* **Aim of the task**
Using the lines below, work out the count of those that hold "IntoResponse". Give the number only.

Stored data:
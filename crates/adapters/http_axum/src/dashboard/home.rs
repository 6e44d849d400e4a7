//! Dashboard home page: banner, mode toggle, panels and room cards.

use askama::Template;
use axum::extract::State;
use axum::response::{Html, IntoResponse, Response};

use eve_app::ports::HomeApi;
use eve_app::view::DashboardView;

use crate::state::AppState;

/// Home page template.
#[derive(Template)]
#[template(path = "dashboard.html")]
pub struct DashboardTemplate {
    refresh_seconds: u32,
    view: DashboardView,
}

impl IntoResponse for DashboardTemplate {
    fn into_response(self) -> Response {
        Html(self.to_string()).into_response()
    }
}

/// `GET /`: the dashboard.
pub async fn index<A>(State(state): State<AppState<A>>) -> DashboardTemplate
where
    A: HomeApi + 'static,
{
    let snapshot = state.dashboard.snapshot().await;

    DashboardTemplate {
        refresh_seconds: state.refresh_seconds,
        view: DashboardView::render(&snapshot, &state.zone),
    }
}
//! Application services: use-case implementations.
//!
//! Services accept port trait implementations via generic parameters
//! (constructor injection), keeping this layer decoupled from concrete adapters.

pub mod dashboard;
pub mod mode_controller;
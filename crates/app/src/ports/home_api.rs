//! Home API port: read access to the upstream home service.

use std::future::Future;
use std::time::Duration;

use eve_domain::error::ValidationError;
use eve_domain::fridge::FridgeState;
use eve_domain::occupant::OccupantMetric;
use eve_domain::room::RoomState;

/// Why a read against the home API produced no usable data.
///
/// Every variant is handled the same way by the dashboard (the previous
/// value is kept); they exist so the cause can be logged and tested.
#[derive(Debug, thiserror::Error)]
pub enum FetchError {
    /// The request URL could not be built.
    #[error("invalid request URL {0:?}")]
    InvalidUrl(String),

    /// Connection or protocol failure.
    #[error("request failed")]
    Transport(#[source] Box<dyn std::error::Error + Send + Sync>),

    /// No response within the configured timeout.
    #[error("request timed out after {0:?}")]
    Timeout(Duration),

    /// The server answered with a non-2xx status.
    #[error("unexpected HTTP status {0}")]
    Status(u16),

    /// The body was not the expected JSON shape.
    #[error("malformed response body")]
    Decode(#[from] serde_json::Error),

    /// The body parsed but broke a domain invariant.
    #[error("invalid response payload")]
    Invalid(#[from] ValidationError),
}

/// Read-only access to the home API.
///
/// Each method maps to one endpoint and returns the unwrapped collection
/// from its JSON envelope.
pub trait HomeApi: Send + Sync {
    /// `GET /api/v1/rooms`.
    fn fetch_rooms(&self) -> impl Future<Output = Result<Vec<RoomState>, FetchError>> + Send;

    /// `GET /api/v1/fridge`.
    fn fetch_fridges(&self) -> impl Future<Output = Result<Vec<FridgeState>, FetchError>> + Send;

    /// `GET /api/v1/occupants/{person}/weight`.
    fn fetch_occupant_metrics(
        &self,
        person: &str,
    ) -> impl Future<Output = Result<Vec<OccupantMetric>, FetchError>> + Send;
}

impl<T: HomeApi> HomeApi for std::sync::Arc<T> {
    fn fetch_rooms(&self) -> impl Future<Output = Result<Vec<RoomState>, FetchError>> + Send {
        (**self).fetch_rooms()
    }

    fn fetch_fridges(&self) -> impl Future<Output = Result<Vec<FridgeState>, FetchError>> + Send {
        (**self).fetch_fridges()
    }

    fn fetch_occupant_metrics(
        &self,
        person: &str,
    ) -> impl Future<Output = Result<Vec<OccupantMetric>, FetchError>> + Send {
        (**self).fetch_occupant_metrics(person)
    }
}
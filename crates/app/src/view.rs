//! View projections: pure functions from domain records to display text.
//!
//! Nothing here can fail: absent fields become placeholders. Timestamps are
//! rendered in the zone handed in by the caller.

pub mod fridge_panel;
pub mod metric_panel;
pub mod page;
pub mod room_card;

pub use fridge_panel::FridgePanel;
pub use metric_panel::MetricPanel;
pub use page::DashboardView;
pub use room_card::RoomCard;

/// Shown in place of a missing reading.
pub const PLACEHOLDER: &str = "\u{2014}";
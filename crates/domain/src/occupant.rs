//! Occupant metrics: opt-in body readings from a local scale.

use serde::{Deserialize, Serialize};

/// `metric_type` value identifying a weight reading.
pub const WEIGHT: &str = "weight";

/// One body metric reading for a person.
#[derive(Debug, Clone, PartialEq, Serialize, Deserialize)]
pub struct OccupantMetric {
    pub person: String,
    /// Kind of reading, e.g. `"weight"`.
    pub metric_type: String,
    #[serde(default, skip_serializing_if = "Option::is_none")]
    pub weight_kg: Option<f64>,
    #[serde(default, skip_serializing_if = "Option::is_none")]
    pub captured_at: Option<String>,
    /// Provenance label, e.g. the scale that produced the reading.
    #[serde(default, skip_serializing_if = "Option::is_none")]
    pub source: Option<String>,
}

impl OccupantMetric {
    #[must_use]
    pub fn is_weight(&self) -> bool {
        self.metric_type == WEIGHT
    }
}

/// First weight reading in `metrics`, in collection order.
#[must_use]
pub fn select_weight(metrics: &[OccupantMetric]) -> Option<&OccupantMetric> {
    metrics.iter().find(|metric| metric.is_weight())
}
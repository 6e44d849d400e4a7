//! Dashboard service: owns the dashboard state and fills it from the home API.
//!
//! The dashboard starts out showing fixtures. [`Dashboard::mount`] fires the
//! three reads once, each in its own task; every completion replaces its own
//! slot wholesale or, on any failure or empty payload, leaves it alone.
//! [`Dashboard::teardown`] aborts whatever is still in flight, and a
//! completion that races past the abort is discarded because it checks the
//! phase under the same lock it writes with.

use std::sync::Arc;

use tokio::sync::{Mutex, RwLock};
use tokio::task::JoinHandle;

use eve_domain::fixtures;
use eve_domain::fridge::FridgeState;
use eve_domain::mode::Mode;
use eve_domain::occupant::OccupantMetric;
use eve_domain::room::{self, RoomState};
use eve_domain::time::now;

use crate::ports::{FetchError, HomeApi};
use crate::services::mode_controller::ModeController;

/// Lifecycle of a [`Dashboard`].
#[derive(Debug, Clone, Copy, PartialEq, Eq)]
pub enum Phase {
    /// Created, fetches not started.
    Idle,
    /// Fetches started; completions are applied.
    Mounted,
    /// Torn down; completions are discarded.
    TornDown,
}

/// What happened to a slot when a fetch completed.
#[derive(Debug, Clone, Copy, PartialEq, Eq)]
pub enum Outcome {
    /// Live data replaced the slot.
    Replaced,
    /// The fetch failed or returned nothing; the slot kept its value.
    Kept,
    /// The dashboard was not mounted; the result was dropped.
    Discarded,
}

/// Immutable copy of everything the dashboard displays.
#[derive(Debug, Clone, PartialEq)]
pub struct DashboardSnapshot {
    pub rooms: Vec<RoomState>,
    pub fridge: FridgeState,
    pub metrics: Vec<OccupantMetric>,
    pub mode: Mode,
    pub alert: &'static str,
    pub accent_color: &'static str,
}

#[derive(Debug)]
struct DashboardState {
    phase: Phase,
    rooms: Vec<RoomState>,
    fridge: FridgeState,
    metrics: Vec<OccupantMetric>,
    mode: ModeController,
}

impl DashboardState {
    fn from_fixtures() -> Self {
        Self {
            phase: Phase::Idle,
            rooms: fixtures::rooms(),
            fridge: fixtures::fridge(),
            metrics: fixtures::occupant_metrics(now()),
            mode: ModeController::default(),
        }
    }

    fn snapshot(&self) -> DashboardSnapshot {
        DashboardSnapshot {
            rooms: self.rooms.clone(),
            fridge: self.fridge.clone(),
            metrics: self.metrics.clone(),
            mode: self.mode.mode(),
            alert: self.mode.alert(),
            accent_color: self.mode.accent_color(),
        }
    }

    fn apply_rooms(&mut self, result: Result<Vec<RoomState>, FetchError>) -> Outcome {
        if self.phase != Phase::Mounted {
            return Outcome::Discarded;
        }
        let checked = result.and_then(|rooms| {
            room::validate_collection(&rooms)?;
            Ok(rooms)
        });
        match usable("rooms", checked) {
            Some(rooms) => {
                tracing::info!(count = rooms.len(), "rooms replaced with live data");
                self.rooms = rooms;
                Outcome::Replaced
            }
            None => Outcome::Kept,
        }
    }

    fn apply_fridges(&mut self, result: Result<Vec<FridgeState>, FetchError>) -> Outcome {
        if self.phase != Phase::Mounted {
            return Outcome::Discarded;
        }
        match usable("fridge", result).and_then(|fridges| fridges.into_iter().next()) {
            Some(fridge) => {
                tracing::info!(room = %fridge.room, "fridge replaced with live data");
                self.fridge = fridge;
                Outcome::Replaced
            }
            None => Outcome::Kept,
        }
    }

    fn apply_metrics(&mut self, result: Result<Vec<OccupantMetric>, FetchError>) -> Outcome {
        if self.phase != Phase::Mounted {
            return Outcome::Discarded;
        }
        match usable("metrics", result) {
            Some(metrics) => {
                tracing::info!(count = metrics.len(), "occupant metrics replaced with live data");
                self.metrics = metrics;
                Outcome::Replaced
            }
            None => Outcome::Kept,
        }
    }
}

/// Turn a fetch result into a replacement value: `Some` only for a
/// non-empty collection.
fn usable<T>(endpoint: &'static str, result: Result<Vec<T>, FetchError>) -> Option<Vec<T>> {
    match result {
        Ok(items) if items.is_empty() => {
            tracing::debug!(endpoint, "empty response, keeping previous value");
            None
        }
        Ok(items) => Some(items),
        Err(err) => {
            tracing::debug!(endpoint, error = %err, "fetch failed, keeping previous value");
            None
        }
    }
}

/// Single owner of the dashboard state.
pub struct Dashboard<A> {
    api: Arc<A>,
    person: String,
    state: Arc<RwLock<DashboardState>>,
    tasks: Mutex<Vec<JoinHandle<()>>>,
}

impl<A> Dashboard<A>
where
    A: HomeApi + 'static,
{
    /// Create an idle dashboard showing fixtures, reading metrics for `person`.
    pub fn new(api: A, person: impl Into<String>) -> Self {
        Self {
            api: Arc::new(api),
            person: person.into(),
            state: Arc::new(RwLock::new(DashboardState::from_fixtures())),
            tasks: Mutex::new(Vec::new()),
        }
    }

    pub async fn phase(&self) -> Phase {
        self.state.read().await.phase
    }

    /// Start the three fetches. Only the first call on an idle dashboard
    /// does anything; returns whether fetches were started.
    pub async fn mount(&self) -> bool {
        {
            let mut state = self.state.write().await;
            if state.phase != Phase::Idle {
                tracing::warn!(phase = ?state.phase, "dashboard already mounted, ignoring");
                return false;
            }
            state.phase = Phase::Mounted;
        }

        let rooms = {
            let api = Arc::clone(&self.api);
            let state = Arc::clone(&self.state);
            tokio::spawn(async move {
                let result = api.fetch_rooms().await;
                state.write().await.apply_rooms(result);
            })
        };

        let fridge = {
            let api = Arc::clone(&self.api);
            let state = Arc::clone(&self.state);
            tokio::spawn(async move {
                let result = api.fetch_fridges().await;
                state.write().await.apply_fridges(result);
            })
        };

        let metrics = {
            let api = Arc::clone(&self.api);
            let state = Arc::clone(&self.state);
            let person = self.person.clone();
            tokio::spawn(async move {
                let result = api.fetch_occupant_metrics(&person).await;
                state.write().await.apply_metrics(result);
            })
        };

        self.tasks.lock().await.extend([rooms, fridge, metrics]);
        tracing::info!(person = %self.person, "dashboard mounted, fetching live data");
        true
    }

    /// Wait for every in-flight fetch to finish (or be aborted).
    pub async fn settle(&self) {
        let handles = std::mem::take(&mut *self.tasks.lock().await);
        for handle in handles {
            if let Err(err) = handle.await
                && !err.is_cancelled()
            {
                tracing::warn!(error = %err, "dashboard fetch task failed");
            }
        }
    }

    /// Stop applying fetch results and abort those still in flight.
    pub async fn teardown(&self) {
        self.state.write().await.phase = Phase::TornDown;
        let mut tasks = self.tasks.lock().await;
        let pending = tasks.len();
        for handle in tasks.drain(..) {
            handle.abort();
        }
        tracing::info!(pending, "dashboard torn down");
    }

    /// Switch the household mode. Returns `true` when it changed.
    pub async fn select_mode(&self, mode: Mode) -> bool {
        let changed = self.state.write().await.mode.select(mode);
        if changed {
            tracing::info!(%mode, "mode changed");
        }
        changed
    }

    pub async fn snapshot(&self) -> DashboardSnapshot {
        self.state.read().await.snapshot()
    }
}

impl<A> Drop for Dashboard<A> {
    fn drop(&mut self) {
        for handle in self.tasks.get_mut().drain(..) {
            handle.abort();
        }
    }
}
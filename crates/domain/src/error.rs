//! Common error types used across the workspace.

/// Domain invariant violations.
#[derive(Debug, Clone, PartialEq, Eq, thiserror::Error)]
pub enum ValidationError {
    /// A room record has an empty `room` identifier.
    #[error("room name must not be empty")]
    EmptyRoomName,

    /// The same room identifier appears twice in one collection.
    #[error("duplicate room {0:?} in collection")]
    DuplicateRoom(String),

    /// A mode string outside `home` / `away` / `sleep`.
    #[error("unknown mode {0:?}")]
    UnknownMode(String),
}
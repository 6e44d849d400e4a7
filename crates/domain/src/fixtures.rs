//! Fixture records displayed until (or unless) live data arrives.

use std::collections::BTreeMap;

use crate::fridge::{FridgeItems, FridgeState, HEALTHY, LESS_HEALTHY};
use crate::occupant::{OccupantMetric, WEIGHT};
use crate::room::RoomState;
use crate::time::Timestamp;

/// Person whose metrics are shown when none is configured.
pub const DEFAULT_PERSON: &str = "sobu";

fn room(
    name: &str,
    occupied: bool,
    door_open: bool,
    window_open: bool,
    readings: (f64, f64, f64),
) -> RoomState {
    let (temperature, humidity, air_quality) = readings;
    RoomState {
        occupied,
        door_open,
        window_open,
        temperature: Some(temperature),
        humidity: Some(humidity),
        air_quality: Some(air_quality),
        ..RoomState::new(name)
    }
}

/// Living room, bedroom and kitchen.
#[must_use]
pub fn rooms() -> Vec<RoomState> {
    vec![
        room("livingroom", true, false, false, (21.5, 42.0, 10.0)),
        room("bedroom", false, false, true, (20.2, 40.0, 12.0)),
        room("kitchen", false, true, false, (22.6, 46.0, 14.0)),
    ]
}

/// A well-stocked kitchen fridge.
#[must_use]
pub fn fridge() -> FridgeState {
    let mut items = BTreeMap::new();
    items.insert(
        HEALTHY.to_string(),
        vec![
            "salad".to_string(),
            "berries".to_string(),
            "Luminora rolls".to_string(),
        ],
    );
    items.insert(LESS_HEALTHY.to_string(), vec!["soda can".to_string()]);

    FridgeState {
        room: "kitchen".to_string(),
        summary: Some("Fresh greens, fruit, and Luminora rolls inside".to_string()),
        health_score: Some(0.82),
        items: Some(FridgeItems::Categorized(items)),
        last_checked_at: None,
    }
}

/// A single demo weight reading captured at `captured_at`.
#[must_use]
pub fn occupant_metrics(captured_at: Timestamp) -> Vec<OccupantMetric> {
    vec![OccupantMetric {
        person: DEFAULT_PERSON.to_string(),
        metric_type: WEIGHT.to_string(),
        weight_kg: Some(68.5),
        captured_at: Some(captured_at.to_rfc3339()),
        source: Some("demo-scale".to_string()),
    }]
}
//! JSON API handlers.

use axum::Json;
use axum::Router;
use axum::extract::State;
use axum::routing::get;

use eve_app::ports::HomeApi;
use eve_app::view::DashboardView;

use crate::state::AppState;

/// Build the `/api` sub-router.
pub fn routes<A>() -> Router<AppState<A>>
where
    A: HomeApi + 'static,
{
    Router::new().route("/dashboard", get(dashboard::<A>))
}

/// `GET /api/dashboard`: the dashboard view model as JSON.
pub async fn dashboard<A>(State(state): State<AppState<A>>) -> Json<DashboardView>
where
    A: HomeApi + 'static,
{
    let snapshot = state.dashboard.snapshot().await;
    Json(DashboardView::render(&snapshot, &state.zone))
}
//! Time and timestamp helpers.
//!
//! Records carry their timestamps as the raw strings received on the wire.
//! They are only parsed when rendered, so a malformed value never prevents
//! a record from being displayed.

use chrono::{DateTime, FixedOffset, Local, NaiveDateTime, Offset, Utc};

/// UTC timestamp.
pub type Timestamp = DateTime<Utc>;

/// Display format for timestamps, e.g. `1/1/2024, 12:00:00 AM`.
const DISPLAY_FORMAT: &str = "%-m/%-d/%Y, %-I:%M:%S %p";

/// Return the current UTC time.
#[must_use]
pub fn now() -> Timestamp {
    Utc::now()
}

/// Parse a wire timestamp.
///
/// Accepts RFC 3339. A timestamp without an offset is taken as UTC, which is
/// how the upstream API serializes its naive datetimes.
#[must_use]
pub fn parse(raw: &str) -> Option<Timestamp> {
    let raw = raw.trim();
    if let Ok(parsed) = DateTime::parse_from_rfc3339(raw) {
        return Some(parsed.with_timezone(&Utc));
    }
    NaiveDateTime::parse_from_str(raw, "%Y-%m-%dT%H:%M:%S%.f")
        .or_else(|_| NaiveDateTime::parse_from_str(raw, "%Y-%m-%d %H:%M:%S%.f"))
        .ok()
        .map(|naive| naive.and_utc())
}

/// Zone timestamps are rendered in.
#[derive(Debug, Clone, Copy, PartialEq, Eq)]
pub enum DisplayZone {
    /// Host time zone, resolved for each timestamp so DST shifts apply.
    Local,
    /// A fixed UTC offset.
    Fixed(FixedOffset),
}

impl DisplayZone {
    #[must_use]
    pub fn utc() -> Self {
        Self::Fixed(Utc.fix())
    }
}

/// Render a wire timestamp for humans in the given zone.
///
/// Unparseable input is returned verbatim.
#[must_use]
pub fn display(raw: &str, zone: &DisplayZone) -> String {
    match parse(raw) {
        Some(ts) => match zone {
            DisplayZone::Local => ts.with_timezone(&Local).format(DISPLAY_FORMAT).to_string(),
            DisplayZone::Fixed(offset) => ts.with_timezone(offset).format(DISPLAY_FORMAT).to_string(),
        },
        None => raw.to_string(),
    }
}
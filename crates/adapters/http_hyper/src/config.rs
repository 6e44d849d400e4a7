//! Home API client configuration.

use std::time::Duration;

use serde::Deserialize;

/// Where the home API lives and how long to wait for it.
#[derive(Debug, Clone, Deserialize)]
#[serde(default)]
pub struct HttpApiConfig {
    /// Base URL, e.g. `http://127.0.0.1:8000`. Paths are appended to it.
    pub base_url: String,
    /// Per-request timeout in seconds. Unset means wait indefinitely.
    pub timeout_secs: Option<u64>,
}

impl Default for HttpApiConfig {
    fn default() -> Self {
        Self {
            base_url: "http://127.0.0.1:8000".to_string(),
            timeout_secs: None,
        }
    }
}

impl HttpApiConfig {
    #[must_use]
    pub fn timeout(&self) -> Option<Duration> {
        self.timeout_secs.map(Duration::from_secs)
    }
}

#[cfg(test)]
mod tests {
    use super::*;

    #[test]
    fn should_default_to_local_api_without_timeout() {
        let config = HttpApiConfig::default();
        assert_eq!(config.base_url, "http://127.0.0.1:8000");
        assert!(config.timeout().is_none());
    }

    #[test]
    fn should_parse_from_toml() {
        let config: HttpApiConfig = toml::from_str(
            "
            base_url = 'http://hub.local:9000'
            timeout_secs = 3
            ",
        )
        .unwrap();
        assert_eq!(config.base_url, "http://hub.local:9000");
        assert_eq!(config.timeout(), Some(Duration::from_secs(3)));
    }
}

* **Task response**
2